Connect with us

Kabar

Babak Baru “Skandal Meikarta”, Toto Laporkan Edi ke Polisi

Published

on

Bartholomeus Toto melaporkan Edi Dwi Soesianto ke Polresstabes Bandung. (ist)

Jayakarta News – Mega skandal Meikarta, dipastikan akan terus bergulir. Salah-salah bisa menjadi bola salju yang siap menggulung siapa pun yang terlibat. Perkembangan terbaru, mantan Dirut Lippo Cikarang (LC), Bartholomeus Toto (“BT”) Selasa, 10 September 2019, melaporkan Edi Dwi Soesianto (“EDS”) ke Polrestabes Bandung. Dasar pelaporan adalah fitnah dan pencemaran nama baik yang diduga telah dilakukan oleh Edi Dwi Soesianto terhadap Bartholomeus Toto.

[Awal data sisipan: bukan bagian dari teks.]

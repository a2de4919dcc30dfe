//! run_command: execute a shell command in the project root.
//!
//! The command runs under `sh -c` (`cmd /C` on Windows) with stdin closed
//! and a hard wall-clock limit. On timeout the child is dropped, and with
//! `kill_on_drop` that kills it.

use std::path::Path;
use std::process::Stdio;
use std::time::Duration;

use async_trait::async_trait;
use orangutan_core::error::ToolError;
use orangutan_core::tool::{Params, Tool};
use tokio::process::Command;
use tracing::{debug, warn};

use crate::params::required_str;
use crate::step;

pub struct RunCommandTool {
    timeout: Duration,
}

impl RunCommandTool {
    pub fn new(timeout_secs: u64) -> Self {
        Self {
            timeout: Duration::from_secs(timeout_secs),
        }
    }

    #[cfg(test)]
    fn with_timeout(timeout: Duration) -> Self {
        Self { timeout }
    }

    fn shell(command: &str) -> Command {
        if cfg!(target_os = "windows") {
            let mut cmd = Command::new("cmd");
            cmd.args(["/C", command]);
            cmd
        } else {
            let mut cmd = Command::new("sh");
            cmd.args(["-c", command]);
            cmd
        }
    }
}

impl Default for RunCommandTool {
    fn default() -> Self {
        Self::new(30)
    }
}

#[async_trait]
impl Tool for RunCommandTool {
    fn name(&self) -> &str {
        "run_command"
    }

    fn description(&self) -> &str {
        "Run a shell command in the project directory and return its exit code and combined output."
    }

    fn parameters_schema(&self) -> serde_json::Value {
        serde_json::json!({
            "type": "object",
            "properties": {
                "command": {
                    "type": "string",
                    "description": "The shell command to execute"
                }
            },
            "required": ["command"]
        })
    }

    async fn execute(&self, params: &Params, root: &Path) -> Result<String, ToolError> {
        let command = required_str(params, "command")?;
        let workdir = orangutan_security::normalize(root);
        step("run_command", &command);
        debug!(command = %command, workdir = %workdir.display(), "Executing shell command");

        let mut cmd = Self::shell(&command);
        cmd.current_dir(&workdir)
            .stdin(Stdio::null())
            .stdout(Stdio::piped())
            .stderr(Stdio::piped())
            .kill_on_drop(true);

        let output = match tokio::time::timeout(self.timeout, cmd.output()).await {
            Ok(result) => result.map_err(|e| ToolError::ExecutionFailed {
                reason: format!("failed to spawn shell: {e}"),
            })?,
            Err(_) => {
                let secs = self.timeout.as_secs();
                warn!(command = %command, timeout_secs = secs, "Command timed out");
                step("run_command", &format!("timed out ({secs}s)"));
                return Ok(format!("[Error] Command timed out after {secs} seconds."));
            }
        };

        let mut combined = String::from_utf8_lossy(&output.stdout).into_owned();
        combined.push_str(&String::from_utf8_lossy(&output.stderr));
        let combined = combined.trim();
        let body = if combined.is_empty() { "(no output)" } else { combined };

        let code = output.status.code().unwrap_or(-1);
        let status = if code == 0 {
            "ok".to_string()
        } else {
            format!("exit {code}")
        };
        step("run_command", &format!("completed ({status})"));
        Ok(format!("[Exit code: {code}]\n{body}"))
    }
}
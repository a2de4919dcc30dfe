//! The streaming chat session.
//!
//! Owns the conversation history for one session and performs one
//! request/response exchange per [`ChatSession::send`]. Tokens are written
//! to the output as they arrive. Backend failures never escape: they are
//! printed and stored inline as a `[Connection error: ...]` annotation.

use std::io::Write;
use std::sync::Arc;

use orangutan_config::AppConfig;
use orangutan_core::message::{Conversation, Message};
use orangutan_core::provider::{GenerationOptions, Provider, ProviderRequest};
use tracing::{debug, warn};

use crate::indicator::ThinkingIndicator;

/// Per-session request settings.
#[derive(Debug, Clone)]
pub struct SessionConfig {
    /// Model tag sent with every request
    pub model: String,

    /// Generation options sent with every request
    pub options: GenerationOptions,

    /// How long the backend keeps the model loaded
    pub keep_alive: Option<String>,

    /// Animate "Thinking..." until the first token
    pub indicator: bool,
}

impl SessionConfig {
    pub fn from_app_config(config: &AppConfig) -> Self {
        Self {
            model: config.model.clone(),
            options: config.options.clone(),
            keep_alive: Some(config.backend.keep_alive.clone()),
            indicator: false,
        }
    }

    pub fn with_indicator(mut self, enabled: bool) -> Self {
        self.indicator = enabled;
        self
    }
}

/// One live conversation with the backend.
///
/// A reset is a new `ChatSession`; history is never rewritten in place.
pub struct ChatSession {
    provider: Arc<dyn Provider>,
    config: SessionConfig,
    conversation: Conversation,
    out: Box<dyn Write + Send>,
    indicator_out: IndicatorSink,
}

/// Opens the writer a new indicator animates on.
type IndicatorSink = Box<dyn Fn() -> Box<dyn Write + Send> + Send>;

impl ChatSession {
    pub fn new(
        provider: Arc<dyn Provider>,
        system_prompt: impl Into<String>,
        config: SessionConfig,
    ) -> Self {
        Self {
            provider,
            config,
            conversation: Conversation::new(system_prompt),
            out: Box::new(std::io::stdout()),
            indicator_out: Box::new(|| -> Box<dyn Write + Send> { Box::new(std::io::stdout()) }),
        }
    }

    /// Send streamed output somewhere other than stdout.
    pub fn with_output(mut self, out: Box<dyn Write + Send>) -> Self {
        self.out = out;
        self
    }

    /// Animate the indicator somewhere other than stdout.
    pub fn with_indicator_output(
        mut self,
        sink: impl Fn() -> Box<dyn Write + Send> + Send + 'static,
    ) -> Self {
        self.indicator_out = Box::new(sink);
        self
    }

    /// Send `text` as a user message and stream the reply.
    ///
    /// Returns the full reply, which is also appended to the history.
    pub async fn send(&mut self, text: &str) -> String {
        self.conversation.push_user(text);

        let request = ProviderRequest {
            model: self.config.model.clone(),
            messages: self.conversation.messages().to_vec(),
            options: self.config.options.clone(),
            keep_alive: self.config.keep_alive.clone(),
        };

        let mut indicator = self
            .config
            .indicator
            .then(|| ThinkingIndicator::start_on((self.indicator_out)()));
        let mut response = String::new();
        let mut failure = None;

        match self.provider.stream(request).await {
            Ok(mut rx) => {
                while let Some(item) = rx.recv().await {
                    match item {
                        Ok(chunk) => {
                            if let Some(token) = chunk.content.filter(|t| !t.is_empty()) {
                                if let Some(indicator) = indicator.take() {
                                    indicator.stop().await;
                                }
                                self.emit(&token);
                                response.push_str(&token);
                            }
                            if chunk.done {
                                break;
                            }
                        }
                        Err(e) => {
                            failure = Some(e);
                            break;
                        }
                    }
                }
            }
            Err(e) => failure = Some(e),
        }

        if let Some(indicator) = indicator.take() {
            indicator.stop().await;
        }

        if let Some(e) = failure {
            warn!(provider = self.provider.name(), error = %e, "Backend exchange failed");
            let note = format!("\n[Connection error: {e}]");
            self.emit(&note);
            response.push_str(&note);
        }

        self.conversation.push_assistant(response.clone());
        self.emit("\n");
        debug!(
            conversation = %self.conversation.id,
            chars = response.len(),
            messages = self.conversation.len(),
            est_tokens = self.conversation.estimated_tokens(),
            "Exchange complete"
        );
        response
    }

    /// Append combined tool output as a synthetic user turn.
    pub fn add_tool_result(&mut self, text: impl Into<String>) {
        self.conversation.push_user(text);
    }

    /// The full history, system prompt first.
    pub fn messages(&self) -> &[Message] {
        self.conversation.messages()
    }

    /// Write straight to the session output. Terminal write errors are ignored.
    pub(crate) fn emit(&mut self, text: &str) {
        let _ = self.out.write_all(text.as_bytes());
        let _ = self.out.flush();
    }
}
//! Live highlight synchronization.
//!
//! At most one range is ever highlighted. Applying a marker clears the
//! previous one first, selecting the session's end sentinel only clears,
//! and markers for ids outside the live session are ignored entirely —
//! they are the normal residue of superseded sessions, not errors.

use super::document::NodeId;
use super::session::ReadingSession;
use std::sync::Arc;
use tracing::debug;

#[derive(Debug, Clone, Copy, PartialEq, Eq)]
pub enum MarkerKind {
    /// Highlight the whole fragment.
    Whole,
    /// Highlight chars `[start, end)` within the fragment.
    Span { start: u32, end: u32 },
}

/// The currently applied highlight descriptor.
#[derive(Debug, Clone, Copy, PartialEq, Eq)]
pub struct Marker {
    pub id: u64,
    pub kind: MarkerKind,
}

/// Document selection capability: the host applies and removes the one
/// visible highlight range.
pub trait HighlightSink {
    /// Highlight `span` (char offsets, half-open) within the text node,
    /// or the whole node when `span` is `None`.
    fn apply(&mut self, node: NodeId, span: Option<(u32, u32)>);

    /// Remove the current highlight, if any.
    fn clear(&mut self);
}

/// Tracks the applied marker and enforces the exclusivity rules above.
#[derive(Debug, Default)]
pub struct SelectionSync {
    last: Option<Marker>,
}

impl SelectionSync {
    pub fn new() -> Self {
        Self::default()
    }

    pub fn last(&self) -> Option<Marker> {
        self.last
    }

    /// Apply `marker` against the live session.
    pub fn select<H: HighlightSink>(
        &mut self,
        session: &ReadingSession,
        marker: Marker,
        sink: &mut H,
    ) {
        let range = session.range();
        // Stale ids (from a superseded session) leave the current
        // highlight untouched.
        if marker.id < range.start() || marker.id > range.sentinel() {
            debug!("Ignoring marker for stale fragment {}", marker.id);
            return;
        }
        self.clear(sink);
        if marker.id == range.sentinel() {
            return;
        }
        let Some(fragment) = session.fragment(marker.id) else {
            return;
        };
        let span = match marker.kind {
            MarkerKind::Whole => None,
            MarkerKind::Span { start, end } => Some((start, end)),
        };
        sink.apply(fragment.node, span);
        self.last = Some(marker);
    }

    /// Drop the highlight. Safe to call with nothing selected.
    pub fn clear<H: HighlightSink>(&mut self, sink: &mut H) {
        if self.last.take().is_some() {
            sink.clear();
        }
    }
}

/// Highlight sink for running without a rendered page: resolves the
/// fragment text and writes what would be highlighted to the log.
pub struct LoggingHighlight {
    document: Arc<super::document::Document>,
}

impl LoggingHighlight {
    pub fn new(document: Arc<super::document::Document>) -> Self {
        Self { document }
    }
}

impl HighlightSink for LoggingHighlight {
    fn apply(&mut self, node: NodeId, span: Option<(u32, u32)>) {
        let content = self.document.text_content(node).unwrap_or_default();
        match span {
            None => tracing::info!("Reading: \u{201c}{}\u{201d}", content),
            Some((start, end)) => {
                let word: String = content
                    .chars()
                    .skip(start as usize)
                    .take(end.saturating_sub(start) as usize)
                    .collect();
                tracing::info!("  word: \u{201c}{}\u{201d}", word);
            }
        }
    }

    fn clear(&mut self) {
        tracing::debug!("Highlight cleared");
    }
}
//! Reading-surface controller.
//!
//! Turns pointer movement into narration requests and keeps the visible
//! highlight truthful to narration state. This is a pure state machine:
//! inputs are pointer events, debounce expiry, and host events; outputs
//! are bridge commands plus an instruction for the debounce timer. The
//! surrounding task owns the actual timer and channels.

use super::document::{Document, GeometryQuery, Point};
use super::ids::IdAllocator;
use super::selection::{HighlightSink, Marker, MarkerKind, SelectionSync};
use super::session::{ReaderState, ReadingSession, TextFragment};
use crate::reader::document::NodeId;
use pagevox_protocol::{HostEvent, SurfaceCommand};
use tracing::{debug, trace};

/// Pointer movement over the rendered page.
#[derive(Debug, Clone, Copy)]
pub struct PointerEvent {
    /// Node under the pointer, as reported by the page.
    pub target: NodeId,
    pub point: Point,
}

/// What the owning task should do with the debounce timer.
#[derive(Debug, Clone, Copy, PartialEq, Eq)]
pub enum DebounceControl {
    /// Leave the timer as it is.
    Keep,
    /// Disarm any pending timer.
    Disarm,
    /// (Re)arm the timer; on expiry, call
    /// [`ReaderController::debounce_elapsed`] with this generation.
    Arm { generation: u64 },
}

/// Outcome of one controller step: commands to put on the bridge, and
/// the timer instruction.
#[derive(Debug)]
pub struct SurfaceEffects {
    pub commands: Vec<SurfaceCommand>,
    pub debounce: DebounceControl,
}

impl SurfaceEffects {
    fn none() -> Self {
        Self {
            commands: Vec::new(),
            debounce: DebounceControl::Keep,
        }
    }
}

pub struct ReaderController<H: HighlightSink> {
    enabled: bool,
    initialize_sent: bool,
    language: String,
    voice_label: Option<String>,
    state: ReaderState,
    ids: IdAllocator,
    selection: SelectionSync,
    sink: H,
    next_generation: u64,
}

impl<H: HighlightSink> ReaderController<H> {
    pub fn new(language: impl Into<String>, sink: H) -> Self {
        Self {
            enabled: false,
            initialize_sent: false,
            language: language.into(),
            voice_label: None,
            state: ReaderState::Idle,
            ids: IdAllocator::new(),
            selection: SelectionSync::new(),
            sink,
            next_generation: 0,
        }
    }

    /// Toggle the whole reading feature. Enabling sends the initialize
    /// command at most once per enabled span; disabling tears down any
    /// live session. Repeating the current setting is a no-op.
    pub fn set_enabled(&mut self, on: bool) -> SurfaceEffects {
        if on == self.enabled {
            return SurfaceEffects::none();
        }
        self.enabled = on;
        if on {
            debug!("Reader enabled");
            let mut effects = SurfaceEffects::none();
            if !self.initialize_sent {
                self.initialize_sent = true;
                effects.commands.push(SurfaceCommand::Initialize {
                    language: self.language.clone(),
                });
            }
            effects
        } else {
            debug!("Reader disabled");
            let effects = self.teardown();
            self.initialize_sent = false;
            effects
        }
    }

    pub fn is_enabled(&self) -> bool {
        self.enabled
    }

    /// The narrator's resolved voice name, once reported.
    pub fn voice_label(&self) -> Option<&str> {
        self.voice_label.as_deref()
    }

    pub fn state(&self) -> &ReaderState {
        &self.state
    }

    pub fn selected_marker(&self) -> Option<Marker> {
        self.selection.last()
    }

    /// React to pointer movement: resolve the hovered block, and when it
    /// differs from the live session's target, tear the session down and
    /// try to start a new one.
    pub fn pointer_moved<G: GeometryQuery>(
        &mut self,
        document: &Document,
        geometry: &G,
        event: PointerEvent,
    ) -> SurfaceEffects {
        if !self.enabled {
            return SurfaceEffects::none();
        }

        let block = document.block_ancestor(event.target);
        if self.state.session().map(|s| s.target()) == Some(block) {
            return SurfaceEffects::none();
        }

        let mut effects = self.teardown();

        let leaves = document.text_leaves(block);
        let hit = leaves.iter().any(|&node| {
            geometry
                .node_rect(node)
                .is_some_and(|rect| rect.contains(event.point))
        });
        if leaves.is_empty() || !hit {
            // Hovering non-text padding starts nothing.
            return effects;
        }

        let range = self.ids.reserve(leaves.len());
        let fragments = range
            .iter()
            .zip(&leaves)
            .map(|(id, &node)| TextFragment {
                id,
                node,
                content: document.text_content(node).unwrap_or_default().to_string(),
            })
            .collect();
        self.next_generation += 1;
        let generation = self.next_generation;
        debug!(
            "Session pending over block {} with ids [{}, {})",
            block,
            range.start(),
            range.sentinel()
        );
        self.state = ReaderState::Pending(ReadingSession::new(block, range, fragments, generation));
        effects.debounce = DebounceControl::Arm { generation };
        effects
    }

    /// The debounce timer fired. A stale generation (the session it was
    /// armed for is gone) is a no-op; otherwise emit one speak per
    /// fragment and highlight the first one.
    pub fn debounce_elapsed(&mut self, generation: u64) -> Vec<SurfaceCommand> {
        let session = match std::mem::take(&mut self.state) {
            ReaderState::Pending(session) if session.generation() == generation => session,
            other => {
                trace!("Stale debounce (generation {})", generation);
                self.state = other;
                return Vec::new();
            }
        };

        let commands = session
            .fragments()
            .iter()
            .map(|fragment| SurfaceCommand::Speak {
                id: fragment.id,
                text: fragment.content.clone(),
            })
            .collect();
        self.selection.select(
            &session,
            Marker {
                id: session.range().start(),
                kind: MarkerKind::Whole,
            },
            &mut self.sink,
        );
        debug!("Session speaking, {} fragment(s)", session.fragments().len());
        self.state = ReaderState::Speaking(session);
        commands
    }

    /// Tear down any live session: cancel narration, clear the
    /// highlight, disarm the timer. Safe to call with no session.
    pub fn cancel_all(&mut self) -> SurfaceEffects {
        self.teardown()
    }

    fn teardown(&mut self) -> SurfaceEffects {
        if self.state.is_idle() {
            return SurfaceEffects::none();
        }
        self.state = ReaderState::Idle;
        self.selection.clear(&mut self.sink);
        SurfaceEffects {
            commands: vec![SurfaceCommand::SpeakCancelAll],
            debounce: DebounceControl::Disarm,
        }
    }

    /// Host events: progress and completion move the highlight, stale
    /// ids are silently ignored, and the initialized reply records the
    /// voice label.
    pub fn handle_host_event(&mut self, event: HostEvent) {
        match event {
            HostEvent::Initialized { voice } => {
                debug!("Narrator ready with voice {:?}", voice);
                self.voice_label = Some(voice);
            }
            HostEvent::SpeakComplete { id } => {
                let ReaderState::Speaking(session) = &self.state else {
                    return;
                };
                if !session.range().contains(id) {
                    trace!("Completion for stale fragment {}", id);
                    return;
                }
                let next = id + 1;
                let sentinel = session.range().sentinel();
                self.selection.select(
                    session,
                    Marker { id: next, kind: MarkerKind::Whole },
                    &mut self.sink,
                );
                if next == sentinel {
                    debug!("Session complete");
                    self.state = ReaderState::Idle;
                }
            }
            HostEvent::SpeakProgress { id, position, count } => {
                let ReaderState::Speaking(session) = &self.state else {
                    return;
                };
                if !session.range().contains(id) {
                    trace!("Progress for stale fragment {}", id);
                    return;
                }
                self.selection.select(
                    session,
                    Marker {
                        id,
                        kind: MarkerKind::Span {
                            start: position,
                            end: position + count,
                        },
                    },
                    &mut self.sink,
                );
            }
        }
    }
}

Langkah hukum yang dilakukan BT, bisa jadi merupakan kunci yang akan menguak skandal Meikarta lebih terbuka dan transparan. Hal itu dibenarkan pengacara BT, Supriyadi, SH, MH. Kepada pers Supriyadi mengatakan, “Betul kami telah melaporkan Edi Dwi Soesianto terkait keterangan fitnah dan pencemaran nama baik sesuai Pasal 310 UU KUHP, dimana Edi Dwi Soesianto dalam persidangan Tipikor Bandung atas terdakwa Billy Sindoro dkk. yang terbuka untuk umum tanggal 14 Januari 2019 sudah memfitnah klien kami,” ujarnya.

Supriyadi menambahkan, pihaknya telah menyerahkan bukti-bukti kuat kepada pihak penyidik kepolisian, bahwa pengakuan Edi Dwi Soesianto, yang menyatakan bahwa BT mengetahui, menyetujui dan memberikan uang sebesar Rp. 10.5 miliar kepada Neneng Hasanah Yasin (mantan Bupati Bekasi) adalah fitnah”.

“Klien kami sangat dirugikan dan terpukul dirinya dijadikan tersangka KPK, nama baiknya telah dicemarkan di publik, dan klien kami akan terus berjuang untuk mencari kebenaran dan memperoleh keadilan,” tambah Supriyadi.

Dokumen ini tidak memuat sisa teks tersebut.